Japan ran huge current account surpluses prior to the crisis. As the favored carry-trade currency, the yen was cheap at the time. When crisis struck, the yen appreciated sharply at first, and Japan’s current account imbalance has since disappeared as net exports made negative GDP growth contributions in the last four years. More recently, the yen’s appreciation was partly reversed by means of QE starting in 2013 when the Japanese authorities also initiated a program to stimulate domestic demand.
The eurozone had a broadly balanced external position prior to the global crisis. Internally, however, diverging competitiveness positions led to huge imbalances, which then imploded. As the eurozone authorities’ policy response suffocated domestic demand, positive GDP growth contributions from net exports were the currency union’s only lifeline. The eurozone has a surging current account surplus, the biggest in the world today, with Germany and the Netherlands as the lead stars.
It is true that China had by far the biggest current account surplus prior to the global crisis. But China has also gone through by far the biggest rebalancing since. China’s current account surplus halved in absolute terms; in relative terms it plunged from 10 percent of GDP to roughly 2 percent within a short period of time. In fact, the country has experienced quite persistent negative GDP growth contributions from net exports since the crisis.
In essence, in the years since the global crisis, China was the number one global growth engine, while the eurozone was the world’s outstanding drag on growth, undermining a proper recovery. Germany’s bilateral trade and current account balances vis-à-vis China are in surplus today.
The latest monetary policy initiatives and currency gyrations should be read against this background. The consensus suggests that euro devaluation through the ECB’s belated QE is just fine, a measure for the general good of the world. Apparently the plunging euro is not designed to augment and sustain the eurozone’s freeloading on external growth; it is not the mechanism by which the eurozone exports its homemade mess to innocent bystanders. By contrast, as Greg Ip states explicitly, if the Chinese authorities were to devalue the renminbi, that could be seen as beggar-they-neighbor policy, an attempt to steal demand from their trading partners. Apparently, China is obliged to provide positive growth stimuli to the global economy and must not try to contain the damage that eurozone freeloading has on its development.

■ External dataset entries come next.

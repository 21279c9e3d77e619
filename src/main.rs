use api_starter::{app::create_app, config, migration::Migrator, telemetry, Settings};
use sea_orm_migration::MigratorTrait;
use std::sync::Arc;

#[tokio::main]
async fn main() -> anyhow::Result<()> {
    dotenv::dotenv().ok();

    let settings = Arc::new(Settings::from_env()?);
    telemetry::init_tracing(&settings);

    let db = config::database::connect(&settings).await?;
    match &db {
        Some(db) => {
            tracing::info!("Database connected successfully");
            Migrator::up(db, None).await?;
            tracing::info!("Database migrations applied successfully");
        }
        None => tracing::warn!("DATABASE_URL not set, running without database"),
    }

    let app = create_app(settings.clone(), db);

    let addr = settings.bind_address();
    let listener = tokio::net::TcpListener::bind(&addr).await?;
    tracing::info!(
        logger = %settings.logger_name,
        "{} (v{}) is running successfully in {} mode on {}",
        settings.app_name,
        settings.app_version,
        settings.environment,
        addr
    );
    tracing::info!("API docs available at http://{}/redoc", addr);

    axum::serve(listener, app)
        .with_graceful_shutdown(shutdown_signal())
        .await?;

    tracing::info!("Server shut down gracefully");
    Ok(())
}

async fn shutdown_signal() {
    if let Err(e) = tokio::signal::ctrl_c().await {
        tracing::error!("Failed to install CTRL+C signal handler: {}", e);
        std::future::pending::<()>().await;
    }
    tracing::info!("Shutdown signal received, gracefully shutting down...");
}
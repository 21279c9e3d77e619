use api_starter::scaffold::{create_structure, default_layout, load_layout};
use clap::Parser;
use std::path::PathBuf;
use std::process::ExitCode;
use tracing_subscriber::EnvFilter;

/// Create the project directory layout with empty files.
#[derive(Debug, Parser)]
#[command(name = "scaffold", version)]
struct Cli {
    /// Directory to generate into (defaults to the current directory)
    #[arg(long, short)]
    root: Option<PathBuf>,

    /// JSON file describing the layout to generate
    #[arg(long, short, env = "SCAFFOLD_LAYOUT")]
    layout: Option<PathBuf>,

    /// Print the built-in layout as JSON and exit
    #[arg(long)]
    print: bool,
}

fn main() -> ExitCode {
    tracing_subscriber::fmt()
        .with_env_filter(EnvFilter::try_from_default_env().unwrap_or_else(|_| "info".into()))
        .with_target(false)
        .init();

    match run(Cli::parse()) {
        Ok(()) => ExitCode::SUCCESS,
        Err(e) => {
            tracing::error!("Error creating structure: {:#}", e);
            ExitCode::FAILURE
        }
    }
}

fn run(cli: Cli) -> anyhow::Result<()> {
    if cli.print {
        println!("{}", serde_json::to_string_pretty(&default_layout())?);
        return Ok(());
    }

    let layout = match &cli.layout {
        Some(path) => load_layout(path)?,
        None => default_layout(),
    };
    let root = match cli.root {
        Some(root) => root,
        None => std::env::current_dir()?,
    };

    tracing::info!("Creating project structure in: {}", root.display());
    let report = create_structure(&root, &layout)?;
    tracing::info!(
        directories = report.directories,
        created = report.files_created,
        skipped = report.files_skipped,
        "Folder structure created successfully"
    );

    Ok(())
}
//! Field groups shared by persisted entities.
//!
//! Entities declare the columns themselves (`created_at`, `updated_at`,
//! `deleted_at`) and opt into each group by implementing its trait; the
//! `before_save` hook of their `ActiveModelBehavior` calls
//! [`stamp_timestamps`].

use chrono::{DateTime, Utc};
use sea_orm::ActiveValue;

pub trait Timestamped {
    fn created_at(&self) -> DateTime<Utc>;
    fn updated_at(&self) -> DateTime<Utc>;
}

pub trait SoftDelete {
    fn deleted_at(&self) -> Option<DateTime<Utc>>;

    fn is_deleted(&self) -> bool {
        self.deleted_at().is_some()
    }
}

/// Timestamps plus soft delete: the shape every entity is expected to have.
pub trait BaseModel: Timestamped + SoftDelete {}

impl<T: Timestamped + SoftDelete> BaseModel for T {}

/// `created_at` is filled on insert unless set explicitly; `updated_at` is
/// refreshed on every save.
pub fn stamp_timestamps(
    created_at: &mut ActiveValue<DateTime<Utc>>,
    updated_at: &mut ActiveValue<DateTime<Utc>>,
    insert: bool,
    now: DateTime<Utc>,
) {
    if insert && !created_at.is_set() {
        *created_at = ActiveValue::Set(now);
    }
    *updated_at = ActiveValue::Set(now);
}

/// Table name for an entity type: the last path segment, lower-cased.
pub fn table_name_for(type_name: &str) -> String {
    type_name
        .rsplit("::")
        .next()
        .unwrap_or(type_name)
        .to_ascii_lowercase()
}
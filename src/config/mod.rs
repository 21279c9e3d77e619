pub mod database;
pub mod settings;

pub use settings::{ConfigError, Settings};
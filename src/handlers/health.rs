use axum::{response::IntoResponse, Json};
use serde::Serialize;
use utoipa::ToSchema;

#[derive(Debug, Serialize, ToSchema)]
pub struct HealthResponse {
    #[serde(rename = "Message")]
    pub message: String,
}

#[utoipa::path(
    get,
    path = "/auth/health",
    responses(
        (status = 200, description = "Service is up", body = HealthResponse)
    ),
    tag = "auth"
)]
pub async fn health() -> impl IntoResponse {
    Json(HealthResponse {
        message: "Api is running!".to_string(),
    })
}
use sea_orm_migration::prelude::*;

mod m20250101_000001_create_item_table;

pub struct Migrator;

#[async_trait::async_trait]
impl MigratorTrait for Migrator {
    fn migrations() -> Vec<Box<dyn MigrationTrait>> {
        vec![Box::new(m20250101_000001_create_item_table::Migration)]
    }
}
use sea_orm_migration::prelude::*;

#[derive(DeriveMigrationName)]
pub struct Migration;

#[derive(DeriveIden)]
enum Item {
    Table,
    Id,
    Name,
    CreatedAt,
    UpdatedAt,
    DeletedAt,
}

#[async_trait::async_trait]
impl MigrationTrait for Migration {
    async fn up(&self, manager: &SchemaManager) -> Result<(), DbErr> {
        manager
            .create_table(
                Table::create()
                    .table(Item::Table)
                    .if_not_exists()
                    .col(
                        ColumnDef::new(Item::Id)
                            .integer()
                            .not_null()
                            .auto_increment()
                            .primary_key(),
                    )
                    .col(ColumnDef::new(Item::Name).string_len(200).not_null())
                    .col(
                        ColumnDef::new(Item::CreatedAt)
                            .timestamp_with_time_zone()
                            .not_null(),
                    )
                    .col(
                        ColumnDef::new(Item::UpdatedAt)
                            .timestamp_with_time_zone()
                            .not_null(),
                    )
                    .col(
                        ColumnDef::new(Item::DeletedAt)
                            .timestamp_with_time_zone()
                            .null(),
                    )
                    .to_owned(),
            )
            .await?;

        manager
            .create_index(
                Index::create()
                    .if_not_exists()
                    .name("idx_item_deleted_at")
                    .table(Item::Table)
                    .col(Item::DeletedAt)
                    .to_owned(),
            )
            .await
    }

    async fn down(&self, manager: &SchemaManager) -> Result<(), DbErr> {
        manager
            .drop_table(Table::drop().table(Item::Table).to_owned())
            .await
    }
}
use crate::config::Settings;
use axum::http::HeaderValue;
use tower_http::cors::{AllowHeaders, AllowMethods, AllowOrigin, CorsLayer};

/// Credentials are always allowed, so a wildcard origin is answered by
/// mirroring the request's `Origin` header.
pub fn build_cors_layer(settings: &Settings) -> CorsLayer {
    let origins = settings.allowed_origins();

    let allow_origin = if origins.iter().any(|o| o == "*") {
        AllowOrigin::mirror_request()
    } else {
        let values: Vec<HeaderValue> = origins
            .iter()
            .filter_map(|origin| match origin.parse() {
                Ok(value) => Some(value),
                Err(err) => {
                    tracing::warn!("Ignoring invalid CORS origin '{}': {}", origin, err);
                    None
                }
            })
            .collect();
        AllowOrigin::list(values)
    };

    CorsLayer::new()
        .allow_origin(allow_origin)
        .allow_credentials(true)
        .allow_methods(AllowMethods::mirror_request())
        .allow_headers(AllowHeaders::mirror_request())
}
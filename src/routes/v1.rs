use crate::handlers;
use axum::{routing, Router};

pub fn routes() -> Router {
    Router::new()
        .route("/auth/health", routing::get(handlers::health::health))
        .route(
            "/items",
            routing::get(handlers::item::list_items).post(handlers::item::create_item),
        )
        .route(
            "/items/{id}",
            routing::get(handlers::item::get_item).delete(handlers::item::delete_item),
        )
}
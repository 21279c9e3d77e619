use crate::models::base::{stamp_timestamps, SoftDelete, Timestamped};
use chrono::Utc;
use sea_orm::entity::prelude::*;
use sea_orm::ActiveValue;
use serde::{Deserialize, Serialize};

#[derive(Clone, Debug, PartialEq, DeriveEntityModel, Serialize, Deserialize)]
#[sea_orm(table_name = "item")]
pub struct Model {
    #[sea_orm(primary_key)]
    pub id: i32,
    pub name: String,
    pub created_at: DateTimeUtc,
    pub updated_at: DateTimeUtc,
    pub deleted_at: Option<DateTimeUtc>,
}

#[derive(Copy, Clone, Debug, EnumIter, DeriveRelation)]
pub enum Relation {}

#[async_trait::async_trait]
impl ActiveModelBehavior for ActiveModel {
    async fn before_save<C>(mut self, _db: &C, insert: bool) -> Result<Self, DbErr>
    where
        C: ConnectionTrait,
    {
        stamp_timestamps(&mut self.created_at, &mut self.updated_at, insert, Utc::now());
        Ok(self)
    }
}

impl ActiveModel {
    pub fn mark_deleted(&mut self, at: DateTimeUtc) {
        self.deleted_at = ActiveValue::Set(Some(at));
    }
}

impl Timestamped for Model {
    fn created_at(&self) -> DateTimeUtc {
        self.created_at
    }

    fn updated_at(&self) -> DateTimeUtc {
        self.updated_at
    }
}

impl SoftDelete for Model {
    fn deleted_at(&self) -> Option<DateTimeUtc> {
        self.deleted_at
    }
}
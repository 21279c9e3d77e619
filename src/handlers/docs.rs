use crate::config::Settings;
use axum::{
    response::{Html, Redirect},
    Extension,
};
use std::sync::Arc;

pub const OPENAPI_PATH: &str = "/openapi.json";

pub async fn root_redirect() -> Redirect {
    Redirect::temporary("/redoc")
}

pub async fn redoc(Extension(settings): Extension<Arc<Settings>>) -> Html<String> {
    Html(redoc_page(&settings.app_name, OPENAPI_PATH))
}

fn redoc_page(title: &str, spec_url: &str) -> String {
    format!(
        r#"<!DOCTYPE html>
<html>
  <head>
    <title>{title} - ReDoc</title>
    <meta charset="utf-8"/>
    <meta name="viewport" content="width=device-width, initial-scale=1">
    <style>body {{ margin: 0; padding: 0; }}</style>
  </head>
  <body>
    <redoc spec-url="{spec_url}"></redoc>
    <script src="https://cdn.jsdelivr.net/npm/redoc@2/bundles/redoc.standalone.js"></script>
  </body>
</html>
"#,
        title = html_escape(title),
    )
}

fn html_escape(raw: &str) -> String {
    raw.replace('&', "&amp;")
        .replace('<', "&lt;")
        .replace('>', "&gt;")
        .replace('"', "&quot;")
}
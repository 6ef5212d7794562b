//! The end-to-end seeding scenario.
//!
//! A scenario ties the components together in the order the workflow
//! requires: deploy or rediscover the gaming pool, provision the gamer
//! wallet, then run the bid loop. Setup results are cached as artifacts so
//! a rerun with `skip_setup` picks up the same deployment instead of
//! creating a new one. The `auto_confirm` flag gates the seeding loop
//! itself; without it the scenario stops after provisioning and reports
//! what a confirmed run would do.

use seeder_config::Config;
use seeder_contract::{ContractClient, ContractError};
use seeder_core::{BidOrchestrator, BidSettings, FundingPlanner, SeedError, SeedReport};
use seeder_storage::{ArtifactStore, StorageError};
use seeder_types::{Address, Wallet};
use serde::{Deserialize, Serialize};
use thiserror::Error;

/// Artifact name under which the deployment is cached.
const DEPLOYMENT_ARTIFACT: &str = "gaming_pool";

/// Errors that can occur while running a scenario.
#[derive(Debug, Error)]
pub enum ScenarioError {
	/// The configuration names resources the scenario cannot use.
	#[error("Setup error: {0}")]
	Setup(String),
	/// Error propagated from a contract operation.
	#[error("Contract error: {0}")]
	Contract(#[from] ContractError),
	/// Error propagated from planning or bidding.
	#[error("Seeding error: {0}")]
	Seed(#[from] SeedError),
	/// Error writing a deployment artifact.
	#[error("Storage error: {0}")]
	Storage(#[from] StorageError),
}

/// Cached result of a contract deployment.
#[derive(Debug, Clone, Serialize, Deserialize)]
pub struct Deployment {
	/// Gaming pool contract address.
	pub gaming: String,
	/// Code ID the pool was instantiated from.
	pub code_id: u64,
	/// Pool created during setup.
	pub pool_id: String,
}

/// Outcome of a scenario run.
#[derive(Debug)]
pub struct ScenarioOutcome {
	/// The deployment the run used, freshly created or rediscovered.
	pub deployment: Deployment,
	/// Bid loop result; `None` when seeding was not confirmed.
	pub report: Option<SeedReport>,
}

/// The seeding workflow over one gaming pool.
pub struct Scenario {
	config: Config,
	client: ContractClient,
	store: ArtifactStore,
}

impl Scenario {
	/// Creates a scenario from validated configuration and a contract
	/// client bound to the target chain.
	pub fn new(config: Config, client: ContractClient) -> Self {
		let store = ArtifactStore::new(config.seeding.artifacts_dir.clone());
		Self {
			config,
			client,
			store,
		}
	}

	/// Runs the workflow: setup (or artifact rediscovery), provisioning,
	/// and, when confirmed, the bid loop.
	pub async fn run(&self) -> Result<ScenarioOutcome, ScenarioError> {
		let admin = Wallet::new(self.config.wallets.admin.as_str());
		let gamer = Wallet::new(self.config.wallets.gamer.as_str());
		let funding = Wallet::new(self.config.wallets.funding.as_str());

		let deployment = if self.config.seeding.skip_setup {
			self.rediscover().await?
		} else {
			self.deploy(&admin).await?
		};
		let game = Address::from(deployment.gaming.as_str());

		let planner = FundingPlanner::new(
			self.client.clone(),
			Address::from(self.config.contracts.token.as_str()),
			Address::from(self.config.contracts.proxy.as_str()),
			self.config.chain.native_denom.as_str(),
		);
		let plan = planner
			.provision(
				&funding,
				&gamer.address,
				self.config.seeding.max_teams_for_pool,
				&self.config.seeding,
			)
			.await?;
		tracing::info!(
			planned_bids = plan.planned_bids,
			token_fee_per_bid = plan.token_fee_per_bid,
			native_fee_per_bid = plan.native_fee_per_bid,
			"wallet provisioned"
		);

		if !self.config.seeding.auto_confirm {
			tracing::warn!(
				"seeding not confirmed; set seeding.auto_confirm to run the bid loop"
			);
			return Ok(ScenarioOutcome {
				deployment,
				report: None,
			});
		}

		let orchestrator = BidOrchestrator::new(
			self.client.clone(),
			game,
			deployment.pool_id.clone(),
			gamer,
			BidSettings {
				team_id_offset: self.config.seeding.team_id_offset,
				platform_fee_numerator: self.config.seeding.platform_fee_numerator,
				platform_fee_denominator: self.config.seeding.platform_fee_denominator,
				native_denom: self.config.chain.native_denom.clone(),
			},
		);
		let report = orchestrator.run().await?;
		tracing::info!(
			bids_placed = report.bids_placed,
			pool_full = report.pool_full,
			"seeding run complete"
		);

		Ok(ScenarioOutcome {
			deployment,
			report: Some(report),
		})
	}

	/// Deploys the gaming pool, configures the pool type, creates the pool,
	/// and caches the deployment artifact.
	async fn deploy(&self, admin: &Wallet) -> Result<Deployment, ScenarioError> {
		let wasm_path = self.config.contracts.gaming_wasm.as_ref().ok_or_else(|| {
			ScenarioError::Setup(
				"contracts.gaming_wasm is required unless seeding.skip_setup is set".to_string(),
			)
		})?;

		let code_id = self.client.store_code(admin, wasm_path).await?;
		tracing::info!(code_id, "gaming pool bytecode uploaded");

		let seeding = &self.config.seeding;
		let gaming = self
			.client
			.instantiate(
				admin,
				code_id,
				&serde_json::json!({
					"game_id": seeding.game_id,
					"minting_contract_address": self.config.contracts.token,
					"astro_proxy_address": self.config.contracts.proxy,
					"admin_address": admin.address.as_str(),
				}),
			)
			.await?;
		tracing::info!(contract = %gaming, "gaming pool instantiated");

		self.client
			.execute(
				admin,
				&gaming,
				&serde_json::json!({ "set_pool_type_params": {
					"pool_type": seeding.pool_type,
					"pool_fee": seeding.pool_fee.to_string(),
					"min_teams_for_pool": seeding.min_teams_for_pool,
					"max_teams_for_pool": seeding.max_teams_for_pool,
					"max_teams_for_gamer": seeding.max_teams_for_gamer,
					"wallet_percentages": [],
				}}),
				&[],
			)
			.await?;

		let result = self
			.client
			.execute(
				admin,
				&gaming,
				&serde_json::json!({ "create_pool": { "pool_type": seeding.pool_type } }),
				&[],
			)
			.await?;
		let pool_id = result
			.event_attr("wasm", "pool_id")
			.ok_or(ContractError::MissingEvent {
				event: "wasm",
				attribute: "pool_id",
			})?
			.to_string();
		tracing::info!(pool_id, "pool created");

		let deployment = Deployment {
			gaming: gaming.as_str().to_string(),
			code_id,
			pool_id,
		};
		self.store.write(DEPLOYMENT_ARTIFACT, &deployment).await?;

		Ok(deployment)
	}

	/// Rediscovers a previous deployment from configuration and the
	/// artifact cache.
	async fn rediscover(&self) -> Result<Deployment, ScenarioError> {
		let cached: Option<Deployment> = self.store.read_typed(DEPLOYMENT_ARTIFACT).await;

		// A configured address overrides the cache; the pool ID still comes
		// from the artifact.
		match (&self.config.contracts.gaming, cached) {
			(Some(gaming), Some(mut deployment)) => {
				deployment.gaming = gaming.clone();
				Ok(deployment)
			}
			(None, Some(deployment)) => {
				tracing::info!(
					contract = deployment.gaming,
					pool_id = deployment.pool_id,
					"reusing cached deployment"
				);
				Ok(deployment)
			}
			(_, None) => Err(ScenarioError::Setup(
				"skip_setup is set but no cached deployment was found".to_string(),
			)),
		}
	}
}

#[cfg(test)]
mod tests {
	use super::*;
	use seeder_config::Config;
	use seeder_delivery::implementations::sim::SimChain;
	use seeder_delivery::DeliveryService;
	use seeder_types::FeeConfig;
	use std::sync::Arc;

	fn test_config(dir: &std::path::Path, max_teams: u32, auto_confirm: bool) -> Config {
		let toml = format!(
			r#"
			[chain]
			chain_id = "localterra"

			[wallets]
			admin = "sim1admin"
			gamer = "sim1gamer"
			funding = "sim1funding"

			[contracts]
			token = "sim1token"
			proxy = "sim1pair"
			gaming_wasm = "{wasm}"

			[seeding]
			max_teams_for_pool = {max_teams}
			min_teams_for_pool = 1
			max_teams_for_gamer = {max_teams}
			auto_confirm = {auto_confirm}
			artifacts_dir = "{artifacts}"
			"#,
			wasm = dir.join("gaming_pool.wasm").display(),
			artifacts = dir.join("artifacts").display(),
			max_teams = max_teams,
			auto_confirm = auto_confirm,
		);
		toml.parse().unwrap()
	}

	async fn seeded_chain(config: &Config) -> Arc<SimChain> {
		let chain = Arc::new(SimChain::new());
		chain
			.register_pair(
				&Address::from(config.contracts.proxy.as_str()),
				5_000_000,
				1_000_000,
			)
			.await;
		chain
			.register_token(
				&Address::from(config.contracts.token.as_str()),
				"FURY",
				vec![(Address::from("sim1funding"), 100_000_000_000)],
			)
			.await;
		chain
			.set_bank_balance(&Address::from("sim1funding"), "uusd", 100_000_000_000_000)
			.await;
		chain
	}

	fn scenario_over(config: Config, chain: Arc<SimChain>) -> Scenario {
		let delivery = Arc::new(DeliveryService::new(chain));
		let client = ContractClient::new(delivery, FeeConfig::default());
		Scenario::new(config, client)
	}

	#[tokio::test]
	async fn test_full_run_deploys_funds_and_seeds() {
		let dir = tempfile::tempdir().unwrap();
		tokio::fs::write(dir.path().join("gaming_pool.wasm"), b"\0asm")
			.await
			.unwrap();
		let config = test_config(dir.path(), 3, true);
		let chain = seeded_chain(&config).await;

		let scenario = scenario_over(config, chain.clone());
		let outcome = scenario.run().await.unwrap();

		let report = outcome.report.unwrap();
		assert_eq!(report.bids_placed, 3);
		assert!(report.pool_full);

		// Three 5000-token bids landed in the pool contract.
		assert_eq!(
			chain
				.token_balance(
					&Address::from("sim1token"),
					&Address::from(outcome.deployment.gaming.as_str()),
				)
				.await,
			15_000
		);
	}

	#[tokio::test]
	async fn test_unconfirmed_run_stops_after_provisioning() {
		let dir = tempfile::tempdir().unwrap();
		tokio::fs::write(dir.path().join("gaming_pool.wasm"), b"\0asm")
			.await
			.unwrap();
		let config = test_config(dir.path(), 3, false);
		let chain = seeded_chain(&config).await;

		let scenario = scenario_over(config, chain.clone());
		let outcome = scenario.run().await.unwrap();

		assert!(outcome.report.is_none());
		// The gamer wallet was still provisioned for 3 bids.
		assert_eq!(
			chain
				.token_balance(&Address::from("sim1token"), &Address::from("sim1gamer"))
				.await,
			15_000
		);
		// No bids reached the pool.
		assert_eq!(
			chain
				.token_balance(
					&Address::from("sim1token"),
					&Address::from(outcome.deployment.gaming.as_str()),
				)
				.await,
			0
		);
	}

	#[tokio::test]
	async fn test_skip_setup_reuses_cached_deployment() {
		let dir = tempfile::tempdir().unwrap();
		tokio::fs::write(dir.path().join("gaming_pool.wasm"), b"\0asm")
			.await
			.unwrap();
		let config = test_config(dir.path(), 2, true);
		let chain = seeded_chain(&config).await;

		// First run deploys and fills the pool.
		let scenario = scenario_over(config.clone(), chain.clone());
		let first = scenario.run().await.unwrap();
		assert_eq!(first.report.unwrap().bids_placed, 2);

		// Second run with skip_setup finds the same, already full pool.
		let mut rerun_config = config;
		rerun_config.seeding.skip_setup = true;
		let scenario = scenario_over(rerun_config, chain);
		let second = scenario.run().await.unwrap();

		assert_eq!(second.deployment.gaming, first.deployment.gaming);
		assert_eq!(second.deployment.pool_id, first.deployment.pool_id);
		let report = second.report.unwrap();
		assert_eq!(report.bids_placed, 0);
		assert!(report.pool_full);
	}

	#[tokio::test]
	async fn test_skip_setup_without_artifact_is_an_error() {
		let dir = tempfile::tempdir().unwrap();
		let mut config = test_config(dir.path(), 2, true);
		config.seeding.skip_setup = true;
		let chain = seeded_chain(&config).await;

		let err = scenario_over(config, chain).run().await.unwrap_err();
		assert!(matches!(err, ScenarioError::Setup(_)));
	}
}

Surely Dr. Schäuble and Germany’s export industry can only applaud the new consensus. Never mind the shallow double standards on which it rests. Or do we all begin to adopt the kind of logic that prevails in Dr. Schäubles “parallel universe”* — making it yet another German export success?
* Back in September 2013, Dr. Schäuble famously suggested (see my comment) that critics of the brilliant eurozone crisis management undertaken under his stewardship were living in a “parallel universe where well-established economic principles no longer apply.” Eurozone crisis management has been so brilliant that the world now enjoys its fruits at a super-competitive euro exchange rate. Bravo! More cheerleading please.